2DRC

INVESTIGATION OF THE FUNCTIONAL ROLE OF TRYPTOPHAN-22 IN ESCHERICHIA COLI DIHYDROFOLATE REDUCTASE BY SITE-DIRECTED MUTAGENESIS

2DRC の概要

• エントリーDOI: 10.2210/pdb2drc/pdb
• 分子名称: DIHYDROFOLATE REDUCTASE, CHLORIDE ION, METHOTREXATE, ... (5 entities in total)
• 機能のキーワード: oxidoreductase
• 由来する生物種: Escherichia coli
• タンパク質・核酸の鎖数: 2
• 化学式量合計: 36982.44

構造登録者

Brown, K.A.,Kraut, J. (登録日: 1992-06-10, 公開日: 1994-01-31, 最終更新日: 2024-02-14)

主引用文献

Warren, M.S.,Brown, K.A.,Farnum, M.F.,Howell, E.E.,Kraut, J.
Investigation of the functional role of tryptophan-22 in Escherichia coli dihydrofolate reductase by site-directed mutagenesis.
Biochemistry, 30:11092-11103, 1991

PubMed Abstract: We have applied site-directed mutagenesis methods to change the conserved tryptophan-22 in the substrate binding site of Escherichia coli dihydrofolate reductase to phenylalanine (W22F) and histidine (W22H).
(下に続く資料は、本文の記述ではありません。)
use serde::{Deserialize, Serialize};

use crate::config::StockBucket;

/// Input for a single cutting plan: the cuts of one category and the stock to
/// cut them from.
#[derive(Debug, Clone, Serialize, Deserialize)]
pub struct PlanRequest {
    /// Required piece lengths in inches
    pub required_cuts: Vec<f64>,
    /// Enabled standard stock sizes, offered in this order
    pub stock_sizes: Vec<f64>,
    /// One-off stock lengths, each usable at most once
    #[serde(default)]
    pub extra_sizes: Vec<f64>,
}

/// A candidate subset of the remaining cuts
#[derive(Debug, Clone, PartialEq, Serialize, Deserialize)]
pub struct CombinationResult {
    pub combination: Vec<f64>,
    pub sum: f64,
}

/// Best combination for one stock size
#[derive(Debug, Clone, PartialEq, Serialize, Deserialize)]
pub struct BestCombinationOption {
    pub stock_size: f64,
    /// `None` when no combination fits the stock size
    pub combination: Option<CombinationResult>,
    /// `f64::INFINITY` when no combination fits
    pub waste: f64,
}

/// One stock pipe with the cuts assigned to it
#[derive(Debug, Clone, PartialEq, Serialize, Deserialize)]
pub struct OptimizationResult {
    pub pipe: f64,
    pub cuts: Vec<f64>,
    pub waste: f64,
}

/// Output of the greedy planner
#[derive(Debug, Clone, Default, Serialize, Deserialize)]
pub struct CuttingPlan {
    /// Pipes in the order they were chosen
    pub results: Vec<OptimizationResult>,
    /// Extra stock sizes consumed, in order of use
    #[serde(default)]
    pub used_extra_sizes: Vec<f64>,
    /// Cuts no available stock could accommodate
    #[serde(default)]
    pub unassigned_cuts: Vec<f64>,
}

impl CuttingPlan {
    /// True when every required cut was assigned to a pipe.
    pub fn is_complete(&self) -> bool {
        self.unassigned_cuts.is_empty()
    }

    /// Fails with `CutExceedsStock` for the first unassigned cut.
    pub fn ensure_complete(&self, max_stock: f64) -> Result<()> {
        match self.unassigned_cuts.first() {
            Some(&length) => Err(EstimatorError::CutExceedsStock { length, max_stock }),
            None => Ok(()),
        }
    }
}

/// Classification of one planned pipe
#[derive(Debug, Clone, PartialEq, Serialize, Deserialize)]
pub struct CuttingEstimation {
    pub pipe_length: f64,
    pub pipe_cuts: Vec<f64>,
    pub wastage: f64,
    pub full: bool,
    pub partial: bool,
}

impl CuttingEstimation {
    /// Inches billed for this pipe: the whole stock when full, only the cuts
    /// when partial.
    pub fn billed_inches(&self) -> f64 {
        if self.full {
            self.pipe_length
        } else {
            self.pipe_cuts.iter().sum()
        }
    }

    pub fn bucket(&self) -> StockBucket {
        StockBucket::of(self.pipe_length)
    }
}

/// Full/partial tallies for one stock bucket
#[derive(Debug, Clone, Default, PartialEq, Serialize, Deserialize)]
pub struct BucketTally {
    pub full_pipes: u32,
    pub partial_pipes: u32,
    /// Sum of cut lengths on partial pipes
    pub partial_inches: f64,
}

/// Aggregated classification of a whole plan
#[derive(Debug, Clone, Default, PartialEq, Serialize, Deserialize)]
pub struct CuttingSummary {
    /// 180" pipes
    pub small: BucketTally,
    /// 192" pipes
    pub large: BucketTally,
    /// Every other pipe length
    pub extra: BucketTally,
    /// Billed inches across all pipes
    pub total_inches: f64,
}

impl CuttingSummary {
    pub fn bucket_mut(&mut self, bucket: StockBucket) -> &mut BucketTally {
        match bucket {
            StockBucket::Small => &mut self.small,
            StockBucket::Large => &mut self.large,
            StockBucket::Extra => &mut self.extra,
        }
    }

    pub fn total_pipes(&self) -> u32 {
        [&self.small, &self.large, &self.extra]
            .iter()
            .map(|t| t.full_pipes + t.partial_pipes)
            .sum()
    }
}

/// Error type for planning and estimation
#[derive(Debug, thiserror::Error)]
pub enum EstimatorError {
    #[error("Invalid input: {0}")]
    InvalidInput(String),

    #[error("Cut of {length} in exceeds maximum stock size {max_stock} in")]
    CutExceedsStock { length: f64, max_stock: f64 },

    #[error("Combination search exceeded {limit} steps with {remaining} cuts remaining")]
    CombinationBudgetExceeded { limit: usize, remaining: usize },
}

pub type Result<T> = std::result::Result<T, EstimatorError>;
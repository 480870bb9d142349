use log::{info, warn};

pub struct Email {
    pub to: String,
    pub subject: String,
    pub body: String,
}

/// Simulated email delivery: the message is written to the log. Failures are
/// logged and swallowed so a missed notification never fails the request
/// that triggered it.
pub fn send_email(from: &str, email: &Email) {
    if email.to.is_empty() {
        warn!("Dropping email with no recipient: {}", email.subject);
        return;
    }
    info!(
        "EMAIL from={} to={} subject={:?}\n{}",
        from, email.to, email.subject, email.body
    );
}
use chrono::{DateTime, Utc};
use serde::{Deserialize, Serialize};

#[derive(Debug, Serialize, Deserialize, Clone, Copy, PartialEq, Eq)]
#[serde(rename_all = "lowercase")]
pub enum Role {
    Mentee,
    Mentor,
    Admin,
}

/// Profile sub-document. Academic fields are only meaningful for mentors;
/// mentees and admins carry the defaults.
#[derive(Debug, Serialize, Deserialize, Clone, Default)]
pub struct Profile {
    pub full_name: String,
    #[serde(skip_serializing_if = "Option::is_none")]
    pub university: Option<String>,
    #[serde(skip_serializing_if = "Option::is_none")]
    pub program: Option<String>,
    #[serde(skip_serializing_if = "Option::is_none")]
    pub graduation_year: Option<i32>,
    #[serde(default)]
    pub expertise: Vec<String>,
    #[serde(skip_serializing_if = "Option::is_none")]
    pub bio: Option<String>,
    #[serde(skip_serializing_if = "Option::is_none")]
    pub phone: Option<String>,
    /// Offered start instants; empty means the mentor takes any future slot.
    #[serde(default)]
    pub availability: Vec<DateTime<Utc>>,
    #[serde(default)]
    pub rating: f64,
    #[serde(default)]
    pub total_reviews: i64,
}

#[derive(Debug, Serialize, Deserialize, Clone)]
pub struct User {
    pub user_id: String,
    pub email: String,
    pub password: String,
    pub role: Role,
    pub is_approved: bool,
    pub is_active: bool,
    pub profile: Profile,
    pub created_at: DateTime<Utc>,
}

impl User {
    /// JSON view with the password hash stripped, for API responses.
    pub fn sanitized(&self) -> serde_json::Value {
        let mut value = serde_json::json!(self);
        if let Some(obj) = value.as_object_mut() {
            obj.remove("password");
        }
        value
    }
}
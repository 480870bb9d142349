use actix_web::{web, HttpMessage, HttpRequest, HttpResponse, Responder};
use bcrypt::{hash, verify, DEFAULT_COST};
use chrono::{Duration, Utc};
use jsonwebtoken::{decode, encode, DecodingKey, EncodingKey, Header, Validation};
use log::error;
use mongodb::bson::doc;
use regex::Regex;
use serde::{Deserialize, Serialize};
use std::sync::OnceLock;
use uuid::Uuid;

use crate::app_state::AppState;
use crate::models::user::{Profile, Role, User};

#[derive(Debug, Serialize, Deserialize)]
pub struct Claims {
    pub sub: String,
    pub exp: usize,
}

#[derive(Deserialize)]
pub struct RegisterInfo {
    pub email: String,
    pub password: String,
    pub role: Role,
    pub full_name: String,
}

#[derive(Deserialize)]
pub struct LoginInfo {
    pub email: String,
    pub password: String,
}

pub fn create_jwt(user_id: &str, secret: &str) -> Result<String, jsonwebtoken::errors::Error> {
    let expiration = Utc::now() + Duration::hours(24);
    let claims = Claims {
        sub: user_id.to_string(),
        exp: expiration.timestamp() as usize,
    };
    encode(
        &Header::default(),
        &claims,
        &EncodingKey::from_secret(secret.as_ref()),
    )
}

pub fn validate_jwt(token: &str, secret: &str) -> Result<Claims, jsonwebtoken::errors::Error> {
    let token_data = decode::<Claims>(
        token,
        &DecodingKey::from_secret(secret.as_ref()),
        &Validation::default(),
    )?;
    Ok(token_data.claims)
}

pub fn is_valid_email(email: &str) -> bool {
    static EMAIL_RE: OnceLock<Regex> = OnceLock::new();
    EMAIL_RE
        .get_or_init(|| Regex::new(r"^\S+@\S+\.\S+$").expect("email regex is valid"))
        .is_match(email)
}

fn user_summary(user: &User) -> serde_json::Value {
    serde_json::json!({
        "id": user.user_id,
        "email": user.email,
        "role": user.role,
        "is_approved": user.is_approved,
    })
}

/// POST /auth/register
pub async fn register(
    data: web::Data<AppState>,
    info: web::Json<RegisterInfo>,
) -> impl Responder {
    if !is_valid_email(&info.email) {
        return HttpResponse::BadRequest()
            .json(serde_json::json!({ "success": false, "message": "Please use a valid email" }));
    }
    if info.password.len() < 6 {
        return HttpResponse::BadRequest().json(
            serde_json::json!({ "success": false, "message": "Password must be at least 6 characters" }),
        );
    }

    let users = data.mongodb.db.collection::<User>("users");
    match users.find_one(doc! { "email": info.email.to_lowercase() }).await {
        Ok(Some(_)) => {
            return HttpResponse::BadRequest()
                .json(serde_json::json!({ "success": false, "message": "User already exists" }));
        }
        Ok(None) => {}
        Err(e) => {
            error!("Error checking existing user: {}", e);
            return HttpResponse::InternalServerError()
                .json(serde_json::json!({ "success": false, "message": "Error creating user" }));
        }
    }

    let hashed_password = match hash(&info.password, DEFAULT_COST) {
        Ok(h) => h,
        Err(e) => {
            error!("Error hashing password: {}", e);
            return HttpResponse::InternalServerError()
                .json(serde_json::json!({ "success": false, "message": "Error creating user" }));
        }
    };

    // Mentors start unapproved; mentees and admins are approved on creation.
    let new_user = User {
        user_id: Uuid::new_v4().to_string(),
        email: info.email.to_lowercase(),
        password: hashed_password,
        role: info.role,
        is_approved: info.role != Role::Mentor,
        is_active: true,
        profile: Profile {
            full_name: info.full_name.clone(),
            ..Profile::default()
        },
        created_at: Utc::now(),
    };

    if let Err(e) = users.insert_one(&new_user).await {
        error!("Error inserting user: {}", e);
        return HttpResponse::InternalServerError()
            .json(serde_json::json!({ "success": false, "message": "Error creating user" }));
    }

    let token = match create_jwt(&new_user.user_id, &data.config.jwt_secret) {
        Ok(t) => t,
        Err(e) => {
            error!("Error signing token: {}", e);
            return HttpResponse::InternalServerError()
                .json(serde_json::json!({ "success": false, "message": "Error creating user" }));
        }
    };

    HttpResponse::Created().json(serde_json::json!({
        "success": true,
        "token": token,
        "user": user_summary(&new_user),
    }))
}

/// POST /auth/login
pub async fn login(data: web::Data<AppState>, info: web::Json<LoginInfo>) -> impl Responder {
    let users = data.mongodb.db.collection::<User>("users");
    let user = match users.find_one(doc! { "email": info.email.to_lowercase() }).await {
        Ok(Some(u)) => u,
        Ok(None) => {
            return HttpResponse::Unauthorized()
                .json(serde_json::json!({ "success": false, "message": "Invalid credentials" }));
        }
        Err(e) => {
            error!("Error logging in: {}", e);
            return HttpResponse::InternalServerError()
                .json(serde_json::json!({ "success": false, "message": "Error logging in" }));
        }
    };

    if !user.is_active || !verify(&info.password, &user.password).unwrap_or(false) {
        return HttpResponse::Unauthorized()
            .json(serde_json::json!({ "success": false, "message": "Invalid credentials" }));
    }

    let token = match create_jwt(&user.user_id, &data.config.jwt_secret) {
        Ok(t) => t,
        Err(e) => {
            error!("Error signing token: {}", e);
            return HttpResponse::InternalServerError()
                .json(serde_json::json!({ "success": false, "message": "Error logging in" }));
        }
    };

    HttpResponse::Ok().json(serde_json::json!({
        "success": true,
        "token": token,
        "user": user_summary(&user),
    }))
}

/// GET /auth/me
pub async fn get_me(req: HttpRequest, data: web::Data<AppState>) -> impl Responder {
    let current_user = match req.extensions().get::<String>() {
        Some(uid) => uid.clone(),
        None => {
            return HttpResponse::Unauthorized()
                .json(serde_json::json!({ "success": false, "message": "Unauthorized" }));
        }
    };

    let users = data.mongodb.db.collection::<User>("users");
    match users.find_one(doc! { "user_id": &current_user }).await {
        Ok(Some(user)) => HttpResponse::Ok()
            .json(serde_json::json!({ "success": true, "user": user.sanitized() })),
        Ok(None) => HttpResponse::NotFound()
            .json(serde_json::json!({ "success": false, "message": "User not found" })),
        Err(e) => {
            error!("Error fetching current user: {}", e);
            HttpResponse::InternalServerError()
                .json(serde_json::json!({ "success": false, "message": "Error fetching user" }))
        }
    }
}

#[cfg(test)]
mod tests {
    use super::*;

    #[test]
    fn jwt_round_trip() {
        let token = create_jwt("user-123", "secret").unwrap();
        let claims = validate_jwt(&token, "secret").unwrap();
        assert_eq!(claims.sub, "user-123");
    }

    #[test]
    fn jwt_rejects_wrong_secret() {
        let token = create_jwt("user-123", "secret").unwrap();
        assert!(validate_jwt(&token, "other").is_err());
    }

    #[test]
    fn email_validation() {
        assert!(is_valid_email("mentee@uni.edu"));
        assert!(is_valid_email("a.b+c@example.co.uk"));
        assert!(!is_valid_email("not-an-email"));
        assert!(!is_valid_email("missing@tld"));
        assert!(!is_valid_email("spaces in@mail.com"));
    }
}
The crystal structure of the W22F mutant in a binary complex with the inhibitor methotrexate has been refined at 1.9-A resolution. The W22F difference Fourier map and least-squares refinement show that structural effects of the mutation are confined to the immediate vicinity of position 22 and include an unanticipated 0.4-A movement of the methionine-20 side chain. A conserved bound water-403, suspected to play a role in the protonation of substrate DHF, has not been displaced by the mutation despite the loss of a hydrogen bond with tryptophan-22. Steady-state kinetics, stopped-flow kinetics, and primary isotope effects indicate that both mutations increase the rate of product tetrahydrofolate release, the rate-limiting step in the case of the wild-type enzyme, while slowing the rate of hydride transfer to the point where it now becomes at least partially rate determining. Steady-state kinetics show that below pH 6.8, kcat is elevated by up to 5-fold in the W22F mutant as compared with the wild-type enzyme, although kcat/Km(dihydrofolate) is lower throughout the observed pH range. For the W22H mutant, both kcat and kcat/Km(dihydrofolate) are substantially lower than the corresponding wild-type values. While both mutations weaken dihydrofolate binding, cofactor NADPH binding is not significantly altered. Fitting of the kinetic pH profiles to a general protonation scheme suggests that the proton affinity of dihydrofolate may be enhanced upon binding to the enzyme. We suggest that the function of tryptophan-22 may be to properly position the side chain of methionine-20 with respect to N5 of the substrate dihydrofolate.

PubMed: 1932031
DOI: 10.1021/bi00110a011

実験手法

X-RAY DIFFRACTION (1.9 Å)